Put a small amount of food on a spoon that should be small, firm, narrow and not to deep. We show it to the baby and move it closer to its mouth. When the baby sees the spoon it usually opens its mouth. If it does not open them, you can gently touch its upper lip. We put the spoon's bowl with its content into the baby's mouth. If its mouth remains open, and the upper lip does not gather the food from the spoon, you can lightly press the middle of the tongue with the spoon, which will result in closing its mouth. If the baby has firmly tightened its lips on the spoon, or bitten it with its gums, you need to wait until it has loosened its grip and take the spoon out from its mouth. Spoon feeding is an important element of teaching your baby how to eat. This activity strengthens the circular muscles of the mouth and teaches the baby how to correctly use the tongue. We use a spoon to feed foods in the form of mash, mousse or cream, with which you teach your baby about foods other than those of liquid consistency. Eating food in such form requires that the tongue and other mouth muscles work properly to effectively and safely transport the food into the oesophagus.
This is another skill that will make it easier for your baby to bit food. Drinking from an open cup develops the efficient operation of the mouth muscles - both lips, cheeks and other facial muscles are working to keep the gap between the cup and lips sealed, dispense the liquid to allow only a small amount of it to enter the mouth, so that the baby does not choke. Additionally, which is also of great importance, drinking from an open cup trains the baby to control its swallowing and breathing, and represents an important element of learning self-control. If your baby is choking while drinking from an open cup, you first can use a LOVI 360° Cup, from which your baby will get liquid as from a cup, but it can control the flow of liquid by its suckling force.
Your baby does not need the full set of teeth in its mouth to start learning how to bite food. It will cope perfectly using its gums. Initially, it will grind food with the tongue against the hard palate. This will be fairly soon followed by chewing and crushing movements. For this to happen, however, the baby needs to be provided with opportunities to build on such experiences. Therefore, it is worth providing your baby with such opportunities once you have put it on a more extended diet. It is very good to start with cornflakes that dissolve in the mouth and with which the risk of baby choking is minimal. You can then give your baby bits of cooked vegetables, such as broccoli, carrot, or fruit, such as soft pear, for example, which the baby will easily be able to crush with its gums. Obviously, when eating the baby should always be under a watchful care of an adult.
When your baby is approximately 7 – 8 months of age, and the learning how to spoon feed has been completed with success, you should stop mixing and grinding all foods. It is time to put foods on the baby’s plate, which it can bite by itself. Soups or stews should have small, soft bits of vegetables.
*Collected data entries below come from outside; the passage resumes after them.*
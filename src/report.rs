//! Display model for the interactive variant: the model's recommendation laid
//! out next to the locally computed formula, step by step.

use serde::Serialize;
use serde_json::{json, Value};
use std::fmt;

use crate::coverage::{parse_percentage, safe_number, CoverageEstimate, DEFAULT_REAL_DISCOUNT_RATE};
use crate::models::{ClientProfile, CoverageResult};

pub const DISCLAIMER: &str = "Prototype only — not licensed financial advice. Verify with a professional.";

fn currency_symbol(code: &str) -> Option<&'static str> {
    match code {
        "USD" => Some("$"),
        "EUR" => Some("€"),
        "GBP" => Some("£"),
        "CAD" => Some("C$"),
        "AUD" => Some("A$"),
        "INR" => Some("₹"),
        _ => None,
    }
}

/// Formats a whole-unit amount with thousands separators and the currency's
/// symbol, or with the code as a suffix when no symbol is known.
pub fn format_currency(amount: f64, currency_code: &str) -> String {
    let code = match currency_code.trim() {
        "" => "USD".to_string(),
        c => c.to_uppercase(),
    };
    let formatted = group_thousands(amount);
    match currency_symbol(&code) {
        Some(symbol) => format!("{}{}", symbol, formatted),
        None => format!("{} {}", formatted, code),
    }
}

fn group_thousands(amount: f64) -> String {
    let rounded = amount.round();
    let digits = format!("{:.0}", rounded.abs());
    let mut grouped = String::with_capacity(digits.len() + digits.len() / 3);
    for (i, ch) in digits.chars().enumerate() {
        if i > 0 && (digits.len() - i) % 3 == 0 {
            grouped.push(',');
        }
        grouped.push(ch);
    }
    if rounded < 0.0 {
        format!("-{}", grouped)
    } else {
        grouped
    }
}

#[derive(Debug, Clone, PartialEq, Serialize)]
pub struct ReportRow {
    pub label: String,
    pub value: String,
}

impl ReportRow {
    fn new(label: &str, value: String) -> Self {
        Self {
            label: label.to_string(),
            value,
        }
    }
}

#[derive(Debug, Clone, PartialEq, Serialize)]
pub struct ProductLine {
    pub rank: usize,
    pub name: String,
    pub summary: String,
    pub link: Option<String>,
    pub source: Option<String>,
}

#[derive(Debug, Clone, PartialEq, Serialize)]
pub struct ReportAssumptions {
    pub income_replacement_years: Value,
    pub real_discount_rate: Value,
    pub notes: String,
}

/// Everything the interactive variant shows for one recommendation.
#[derive(Debug, Clone, PartialEq, Serialize)]
pub struct CoverageReport {
    pub currency: String,
    pub total_coverage: String,
    pub inputs: Vec<ReportRow>,
    pub steps: Vec<ReportRow>,
    pub model_breakdown: Vec<ReportRow>,
    pub methodology: Option<String>,
    pub products: Vec<ProductLine>,
    pub assumptions: ReportAssumptions,
    pub research_notes: Option<String>,
    pub generated: Option<String>,
    pub estimate: CoverageEstimate,
    pub disclaimer: &'static str,
}

impl CoverageReport {
    pub fn build(result: &CoverageResult, profile: &ClientProfile) -> Self {
        let currency = result
            .currency_code()
            .unwrap_or_else(|| profile.currency_or_default())
            .to_string();
        let money = |amount: f64| format_currency(amount, &currency);
        let coverage_amount = result.coverage_amount_f64();

        let real_rate = parse_percentage(
            result.assumption("real_discount_rate"),
            DEFAULT_REAL_DISCOUNT_RATE,
        );
        let estimate = CoverageEstimate::compute(profile, real_rate);

        let inputs = vec![
            ReportRow::new("Annual income", money(estimate.income)),
            ReportRow::new(
                "Income replacement horizon",
                format!("{} years", estimate.years),
            ),
            ReportRow::new("Total debt", money(estimate.debt)),
            ReportRow::new("Liquid assets", money(profile.available_savings)),
            ReportRow::new("Existing life cover", money(profile.existing_life_insurance)),
            ReportRow::new("Real discount rate", format!("{:.2}%", real_rate * 100.0)),
        ];

        let steps = vec![
            ReportRow::new("Annuity factor", format!("{:.3}", estimate.annuity_factor)),
            ReportRow::new(
                "Discounted income replacement",
                money(estimate.discounted_income),
            ),
            ReportRow::new("+ Outstanding debt", money(estimate.debt)),
            ReportRow::new("- Assets & existing cover", money(estimate.assets_offset)),
            ReportRow::new("= Formula estimate", money(estimate.recommended)),
            ReportRow::new("= Model recommendation", money(coverage_amount)),
        ];

        let breakdown_amount = |key: &str| {
            money(
                result
                    .breakdown_field(key)
                    .map(safe_number)
                    .unwrap_or_default(),
            )
        };
        let model_breakdown = vec![
            ReportRow::new(
                "Income replacement value",
                breakdown_amount("income_replacement"),
            ),
            ReportRow::new("Debt obligations", breakdown_amount("debt_obligations")),
            ReportRow::new(
                "Assets & existing cover offset",
                breakdown_amount("assets_offset"),
            ),
        ];

        let methodology = result
            .breakdown_field("methodology")
            .and_then(Value::as_str)
            .filter(|m| !m.trim().is_empty())
            .map(str::to_owned);

        let products = result
            .recommendations()
            .into_iter()
            .enumerate()
            .map(|(idx, rec)| ProductLine {
                rank: idx + 1,
                name: rec.name.unwrap_or_else(|| "Unnamed Product".to_string()),
                summary: rec
                    .summary
                    .unwrap_or_else(|| "No summary provided.".to_string()),
                link: rec.link,
                source: rec.source,
            })
            .collect();

        let assumptions = ReportAssumptions {
            income_replacement_years: result
                .assumption("income_replacement_years")
                .cloned()
                .unwrap_or_else(|| json!(profile.income_replacement_years)),
            real_discount_rate: result
                .assumption("real_discount_rate")
                .cloned()
                .unwrap_or_else(|| json!("2%")),
            notes: result
                .assumption("additional_notes")
                .and_then(Value::as_str)
                .unwrap_or_default()
                .to_string(),
        };

        Self {
            total_coverage: money(coverage_amount),
            currency,
            inputs,
            steps,
            model_breakdown,
            methodology,
            products,
            assumptions,
            research_notes: result.research_notes_text().map(str::to_owned),
            generated: result.timestamp_text().map(str::to_owned),
            estimate,
            disclaimer: DISCLAIMER,
        }
    }
}

fn write_rows(f: &mut fmt::Formatter<'_>, rows: &[ReportRow]) -> fmt::Result {
    let width = rows.iter().map(|r| r.label.chars().count()).max().unwrap_or(0);
    for row in rows {
        writeln!(f, "  {:<width$}  {}", row.label, row.value, width = width)?;
    }
    Ok(())
}

fn display_value(value: &Value) -> String {
    match value {
        Value::String(s) => s.clone(),
        Value::Null => String::new(),
        other => other.to_string(),
    }
}

impl fmt::Display for CoverageReport {
    fn fmt(&self, f: &mut fmt::Formatter<'_>) -> fmt::Result {
        writeln!(f, "Recommended Coverage")?;
        writeln!(f, "  Total Coverage Needed: {}", self.total_coverage)?;
        writeln!(f)?;

        writeln!(f, "Calculation Inputs")?;
        write_rows(f, &self.inputs)?;
        writeln!(f)?;

        writeln!(f, "Step-by-step Coverage Math")?;
        write_rows(f, &self.steps)?;
        writeln!(f)?;

        writeln!(f, "How this number was calculated")?;
        write_rows(f, &self.model_breakdown)?;
        if let Some(methodology) = &self.methodology {
            writeln!(f, "  {}", methodology)?;
        }
        writeln!(f)?;

        if !self.products.is_empty() {
            writeln!(f, "Top Term Life Options")?;
            for product in &self.products {
                writeln!(f, "  {}. {} — {}", product.rank, product.name, product.summary)?;
                if let Some(link) = &product.link {
                    writeln!(f, "     {}", link)?;
                }
                if let Some(source) = &product.source {
                    writeln!(f, "     Source: {}", source)?;
                }
            }
            writeln!(f)?;
        }

        writeln!(f, "Model assumptions")?;
        writeln!(
            f,
            "  Income replacement years: {}",
            display_value(&self.assumptions.income_replacement_years)
        )?;
        writeln!(
            f,
            "  Real discount rate: {}",
            display_value(&self.assumptions.real_discount_rate)
        )?;
        writeln!(f, "  Notes: {}", self.assumptions.notes)?;

        if let Some(notes) = &self.research_notes {
            writeln!(f)?;
            writeln!(f, "{}", notes)?;
        }
        if let Some(generated) = &self.generated {
            writeln!(f, "Generated: {}", generated)?;
        }
        writeln!(f)?;
        write!(f, "{}", self.disclaimer)
    }
}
Meat should be finely chopped due to its fibrous structure. If the baby can sit by itself, you can give it vegetables that have been cooked until tender, cut into long pieces, peeled fruit.
Biting also involves biting off, that is the use of incisors to separate a piece of food. The said long pieces of fruit and cooked vegetables as well as cornflakes, soft cakes, such as biscuits, will be perfect.
For the proper development of occlusion and speech it is important that the baby has acquired the correct habit of biting off food, that is, using the incisors rather than the lateral teeth.
You most likely have noticed that since you put your baby on a more extended diet it shows a keen interest in what food it has on the plate and in the bowl. Well, that is perfect! Let it touch, explore and taste it. Satisfying your baby's curiosity, including stimulating it with new experiences, will help your baby in learning how to eat by itself, including biting food. As a result, more skills will come quite naturally and quickly. Obviously, there will be a lot of mess, but also fun, laughter and pride, therefore you need to be attentive and patient.